---------- THE DATA ----------

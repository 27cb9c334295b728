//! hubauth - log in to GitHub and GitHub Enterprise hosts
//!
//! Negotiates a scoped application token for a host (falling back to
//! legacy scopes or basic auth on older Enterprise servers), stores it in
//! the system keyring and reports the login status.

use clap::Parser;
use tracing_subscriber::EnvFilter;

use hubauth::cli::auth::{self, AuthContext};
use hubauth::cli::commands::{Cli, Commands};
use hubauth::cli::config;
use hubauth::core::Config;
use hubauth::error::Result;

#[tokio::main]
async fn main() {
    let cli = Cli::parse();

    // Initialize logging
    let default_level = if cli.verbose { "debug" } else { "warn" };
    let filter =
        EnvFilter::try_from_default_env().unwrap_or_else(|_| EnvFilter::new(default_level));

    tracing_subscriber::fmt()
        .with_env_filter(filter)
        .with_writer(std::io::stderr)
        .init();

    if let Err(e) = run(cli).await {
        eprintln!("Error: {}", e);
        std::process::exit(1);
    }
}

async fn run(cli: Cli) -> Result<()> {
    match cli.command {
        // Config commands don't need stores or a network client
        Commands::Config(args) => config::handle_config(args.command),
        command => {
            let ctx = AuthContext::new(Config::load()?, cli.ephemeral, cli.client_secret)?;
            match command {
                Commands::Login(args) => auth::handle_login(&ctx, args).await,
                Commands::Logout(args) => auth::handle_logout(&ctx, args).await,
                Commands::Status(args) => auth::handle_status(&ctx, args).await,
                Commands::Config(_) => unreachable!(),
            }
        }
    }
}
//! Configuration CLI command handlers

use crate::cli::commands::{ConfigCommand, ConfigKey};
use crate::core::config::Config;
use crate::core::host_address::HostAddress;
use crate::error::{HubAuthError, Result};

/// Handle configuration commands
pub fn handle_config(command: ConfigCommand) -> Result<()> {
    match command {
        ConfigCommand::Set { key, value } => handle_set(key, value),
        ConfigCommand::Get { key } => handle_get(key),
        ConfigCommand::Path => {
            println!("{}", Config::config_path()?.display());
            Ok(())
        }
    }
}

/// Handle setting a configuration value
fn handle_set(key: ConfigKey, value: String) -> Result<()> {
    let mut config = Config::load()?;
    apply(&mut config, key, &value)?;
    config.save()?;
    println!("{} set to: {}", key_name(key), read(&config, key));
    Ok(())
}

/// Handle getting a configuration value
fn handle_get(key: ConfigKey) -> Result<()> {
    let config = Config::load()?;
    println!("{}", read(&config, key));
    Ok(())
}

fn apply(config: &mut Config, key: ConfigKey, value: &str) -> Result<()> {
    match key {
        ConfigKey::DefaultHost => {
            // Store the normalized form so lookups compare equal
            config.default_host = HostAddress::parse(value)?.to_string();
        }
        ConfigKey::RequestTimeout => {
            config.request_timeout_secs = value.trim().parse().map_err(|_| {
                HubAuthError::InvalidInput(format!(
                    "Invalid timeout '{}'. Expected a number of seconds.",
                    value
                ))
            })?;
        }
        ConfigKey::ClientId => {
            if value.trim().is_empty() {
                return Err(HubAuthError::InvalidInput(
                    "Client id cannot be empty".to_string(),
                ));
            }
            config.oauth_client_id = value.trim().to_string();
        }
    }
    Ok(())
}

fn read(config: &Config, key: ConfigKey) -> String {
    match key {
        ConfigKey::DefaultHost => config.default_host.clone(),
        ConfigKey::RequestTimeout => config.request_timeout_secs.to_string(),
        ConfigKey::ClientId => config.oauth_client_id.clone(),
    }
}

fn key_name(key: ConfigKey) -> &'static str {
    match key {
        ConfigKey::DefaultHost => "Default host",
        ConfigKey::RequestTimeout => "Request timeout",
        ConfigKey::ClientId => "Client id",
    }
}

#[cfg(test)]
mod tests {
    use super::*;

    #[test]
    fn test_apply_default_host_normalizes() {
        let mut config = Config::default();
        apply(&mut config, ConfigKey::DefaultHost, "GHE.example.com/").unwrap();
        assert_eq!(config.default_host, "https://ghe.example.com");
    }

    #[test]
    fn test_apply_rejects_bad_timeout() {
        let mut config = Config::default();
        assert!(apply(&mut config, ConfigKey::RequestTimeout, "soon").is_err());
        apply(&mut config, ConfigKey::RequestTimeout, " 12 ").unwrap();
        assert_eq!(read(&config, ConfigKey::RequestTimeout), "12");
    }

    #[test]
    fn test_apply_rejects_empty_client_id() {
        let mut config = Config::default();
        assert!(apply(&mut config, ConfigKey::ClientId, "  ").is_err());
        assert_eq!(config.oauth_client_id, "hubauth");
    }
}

----------

**WORK INSTRUCTION**.
Every line that holds the string "load" must be copied from the records above.

**RESULT**.
            let ctx = AuthContext::new(Config::load()?, cli.ephemeral, cli.client_secret)?;
    let mut config = Config::load()?;
    let config = Config::load()?;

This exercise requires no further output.